• **Problem details**:
Below are the entries; return every line among them that holds the word "totalCount".

--- Data to process Enclosed Below ---

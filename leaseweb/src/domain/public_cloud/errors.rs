use thiserror::Error;

/// Invariant violations raised while building domain values
#[derive(Debug, Clone, PartialEq, Eq, Error)]
pub enum DomainError {
    #[error("cannot find {enum_name} for value \"{value}\"")]
    UnknownEnumValue {
        enum_name: &'static str,
        value: String,
    },

    #[error("\"{0}\" is not a valid ssh key")]
    InvalidSshKey(String),

    #[error("root disk size {value} is out of range, it must be between {min} and {max}")]
    RootDiskSizeOutOfRange { value: i64, min: i64, max: i64 },

    #[error("reference is {length} characters long, it cannot be longer than {max}")]
    ReferenceTooLong { length: usize, max: usize },

    #[error("\"{0}\" is not a valid uuid")]
    InvalidUuid(String),

    #[error("contract.term cannot be 0 when contract.type is \"MONTHLY\"")]
    ContractTermCannotBeZero,

    #[error("contract.term must be 0 when contract.type is \"HOURLY\"")]
    ContractTermMustBeZero,

    #[error("instance type \"{instance_type}\" is not allowed, allowed types are {allowed:?}")]
    InvalidInstanceType {
        instance_type: String,
        allowed: Vec<String>,
    },
}
#[cfg(test)]
mod tests {
    use super::super::*;
    use crate::api::test_helpers::{
        create_test_client, instance_details_json, instance_json, INSTANCE_ID, TEST_TOKEN,
    };
    use crate::api::AUTH_HEADER;
    use mockito::{Matcher, Server};
    use tfplug::context::Context;

    #[tokio::test]
    async fn test_get_instance() {
        let mut server = Server::new_async().await;
        let mock = server
            .mock("GET", format!("/publicCloud/v1/instances/{}", INSTANCE_ID).as_str())
            .match_header(AUTH_HEADER, TEST_TOKEN)
            .with_status(200)
            .with_header("content-type", "application/json")
            .with_body(instance_details_json())
            .create_async()
            .await;

        let client = create_test_client(&server.url());
        let instance = client
            .public_cloud()
            .get_instance(&Context::new(), INSTANCE_ID)
            .await
            .unwrap();

        assert_eq!(instance.id, INSTANCE_ID);
        assert_eq!(instance.instance_type, "lsw.m5a.4xlarge");
        assert_eq!(instance.contract.term, 3);
        assert!(instance.contract.ends_at.is_none());
        assert!(instance.contract.renewals_at.is_some());
        assert!(instance.iso.is_none());
        assert_eq!(instance.volume.as_ref().unwrap().size, 50.0);
        assert_eq!(
            instance.ips[0].ddos.as_ref().unwrap().protection_type,
            "ADVANCED"
        );
        mock.assert_async().await;
    }

    #[tokio::test]
    async fn test_list_instances_walks_pages() {
        let mut server = Server::new_async().await;
        let first_page = format!(
            r#"{{"instances": [{}], "_metadata": {{"totalCount": 2, "limit": 1, "offset": 0}}}}"#,
            instance_json("11111111-1111-1111-1111-111111111111", "first")
        );
        let second_page = format!(
            r#"{{"instances": [{}], "_metadata": {{"totalCount": 2, "limit": 1, "offset": 1}}}}"#,
            instance_json("22222222-2222-2222-2222-222222222222", "second")
        );

        let first = server
            .mock("GET", "/publicCloud/v1/instances")
            .match_query(Matcher::AllOf(vec![
                Matcher::UrlEncoded("limit".into(), "50".into()),
                Matcher::UrlEncoded("offset".into(), "0".into()),
            ]))
            .with_body(first_page)
            .create_async()
            .await;
        let second = server
            .mock("GET", "/publicCloud/v1/instances")
            .match_query(Matcher::AllOf(vec![
                Matcher::UrlEncoded("limit".into(), "50".into()),
                Matcher::UrlEncoded("offset".into(), "1".into()),
            ]))
            .with_body(second_page)
            .create_async()
            .await;

        let client = create_test_client(&server.url());
        let instances = client
            .public_cloud()
            .list_instances(&Context::new())
            .await
            .unwrap();

        let references: Vec<_> = instances
            .iter()
            .map(|i| i.reference.clone().unwrap())
            .collect();
        assert_eq!(references, vec!["first", "second"]);
        first.assert_async().await;
        second.assert_async().await;
    }

    #[tokio::test]
    async fn test_list_instances_without_echoed_offset() {
        let mut server = Server::new_async().await;
        let first = server
            .mock("GET", "/publicCloud/v1/instances")
            .match_query(Matcher::UrlEncoded("offset".into(), "0".into()))
            .with_body(format!(
                r#"{{"instances": [{}], "_metadata": {{"totalCount": 2, "limit": 1}}}}"#,
                instance_json("11111111-1111-1111-1111-111111111111", "first")
            ))
            .expect(1)
            .create_async()
            .await;
        let second = server
            .mock("GET", "/publicCloud/v1/instances")
            .match_query(Matcher::UrlEncoded("offset".into(), "1".into()))
            .with_body(format!(
                r#"{{"instances": [{}], "_metadata": {{"totalCount": 2, "limit": 1}}}}"#,
                instance_json("22222222-2222-2222-2222-222222222222", "second")
            ))
            .expect(1)
            .create_async()
            .await;

        let client = create_test_client(&server.url());
        let instances = client
            .public_cloud()
            .list_instances(&Context::new())
            .await
            .unwrap();

        assert_eq!(instances.len(), 2);
        first.assert_async().await;
        second.assert_async().await;
    }

    #[tokio::test]
    async fn test_launch_instance_sends_opts() {
        let mut server = Server::new_async().await;
        let mock = server
            .mock("POST", "/publicCloud/v1/instances")
            .match_body(Matcher::Json(serde_json::json!({
                "region": "eu-west-3",
                "type": "lsw.m5a.4xlarge",
                "imageId": "UBUNTU_20_04_64BIT",
                "contractType": "MONTHLY",
                "contractTerm": 3,
                "billingFrequency": 1,
                "rootDiskStorageType": "CENTRAL",
                "reference": "reference"
            })))
            .with_status(201)
            .with_body(instance_json(INSTANCE_ID, "reference"))
            .create_async()
            .await;

        let opts = LaunchInstanceOpts {
            region: "eu-west-3".to_string(),
            instance_type: "lsw.m5a.4xlarge".to_string(),
            image_id: "UBUNTU_20_04_64BIT".to_string(),
            contract_type: "MONTHLY".to_string(),
            contract_term: 3,
            billing_frequency: 1,
            root_disk_storage_type: "CENTRAL".to_string(),
            reference: Some("reference".to_string()),
            ..Default::default()
        };

        let client = create_test_client(&server.url());
        let instance = client
            .public_cloud()
            .launch_instance(&Context::new(), &opts)
            .await
            .unwrap();

        assert_eq!(instance.state, "CREATING");
        mock.assert_async().await;
    }

    #[tokio::test]
    async fn test_update_instance_omits_absent_fields() {
        let mut server = Server::new_async().await;
        let mock = server
            .mock("PUT", format!("/publicCloud/v1/instances/{}", INSTANCE_ID).as_str())
            .match_body(Matcher::Json(serde_json::json!({"rootDiskSize": 65})))
            .with_body(instance_details_json())
            .create_async()
            .await;

        let opts = UpdateInstanceOpts {
            root_disk_size: Some(65),
            ..Default::default()
        };

        let client = create_test_client(&server.url());
        client
            .public_cloud()
            .update_instance(&Context::new(), INSTANCE_ID, &opts)
            .await
            .unwrap();

        mock.assert_async().await;
    }

    #[tokio::test]
    async fn test_terminate_instance() {
        let mut server = Server::new_async().await;
        let mock = server
            .mock("DELETE", format!("/publicCloud/v1/instances/{}", INSTANCE_ID).as_str())
            .with_status(204)
            .create_async()
            .await;

        let client = create_test_client(&server.url());
        client
            .public_cloud()
            .terminate_instance(&Context::new(), INSTANCE_ID)
            .await
            .unwrap();

        mock.assert_async().await;
    }

    #[tokio::test]
    async fn test_get_instance_types_filters_by_region() {
        let mut server = Server::new_async().await;
        let mock = server
            .mock("GET", "/publicCloud/v1/instanceTypes")
            .match_query(Matcher::UrlEncoded("region".into(), "eu-west-3".into()))
            .with_body(
                r#"{
                "instanceTypes": [{
                    "name": "lsw.m5a.4xlarge",
                    "resources": {
                        "cpu": {"value": 16, "unit": "vCPU"},
                        "memory": {"value": 64, "unit": "GiB"},
                        "publicNetworkSpeed": {"value": 10000, "unit": "Gbps"},
                        "privateNetworkSpeed": {"value": 10000, "unit": "Gbps"}
                    },
                    "prices": {
                        "currency": "EUR",
                        "currencySymbol": "€",
                        "compute": {"hourlyPrice": "0.1", "monthlyPrice": "50"},
                        "storage": {
                            "local": {"hourlyPrice": "0", "monthlyPrice": "0"},
                            "central": {"hourlyPrice": "0", "monthlyPrice": "0"}
                        }
                    },
                    "storageTypes": ["CENTRAL"]
                }],
                "_metadata": {"totalCount": 1, "limit": 50, "offset": 0}
            }"#,
            )
            .create_async()
            .await;

        let client = create_test_client(&server.url());
        let types = client
            .public_cloud()
            .get_instance_types(&Context::new(), "eu-west-3")
            .await
            .unwrap();

        assert_eq!(types.len(), 1);
        assert_eq!(types[0].name, "lsw.m5a.4xlarge");
        assert_eq!(types[0].prices.currency_symbol, "€");
        mock.assert_async().await;
    }

    #[tokio::test]
    async fn test_get_regions() {
        let mut server = Server::new_async().await;
        let _m = server
            .mock("GET", "/publicCloud/v1/regions")
            .match_query(Matcher::Any)
            .with_body(
                r#"{
                "regions": [
                    {"name": "eu-west-3", "location": "Amsterdam"},
                    {"name": "us-east-1", "location": "Washington"}
                ],
                "_metadata": {"totalCount": 2, "limit": 50, "offset": 0}
            }"#,
            )
            .create_async()
            .await;

        let client = create_test_client(&server.url());
        let regions = client
            .public_cloud()
            .get_regions(&Context::new())
            .await
            .unwrap();

        assert_eq!(regions[1].location, "Washington");
    }

    #[tokio::test]
    async fn test_not_found_is_reported() {
        let mut server = Server::new_async().await;
        let _m = server
            .mock("GET", format!("/publicCloud/v1/instances/{}", INSTANCE_ID).as_str())
            .with_status(404)
            .with_body(r#"{"errorCode":"404","errorMessage":"Resource not found"}"#)
            .create_async()
            .await;

        let client = create_test_client(&server.url());
        let err = client
            .public_cloud()
            .get_instance(&Context::new(), INSTANCE_ID)
            .await
            .unwrap_err();

        assert!(err.is_not_found());
        assert_eq!(err.to_string(), "404: Resource not found");
    }
}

--- End of Enclosed Data to process ---

• **Task answer**:
            r#"{{"instances": [{}], "_metadata": {{"totalCount": 2, "limit": 1, "offset": 0}}}}"#,
            r#"{{"instances": [{}], "_metadata": {{"totalCount": 2, "limit": 1, "offset": 1}}}}"#,
                r#"{{"instances": [{}], "_metadata": {{"totalCount": 2, "limit": 1}}}}"#,
                r#"{{"instances": [{}], "_metadata": {{"totalCount": 2, "limit": 1}}}}"#,
                "_metadata": {"totalCount": 1, "limit": 50, "offset": 0}
                "_metadata": {"totalCount": 2, "limit": 50, "offset": 0}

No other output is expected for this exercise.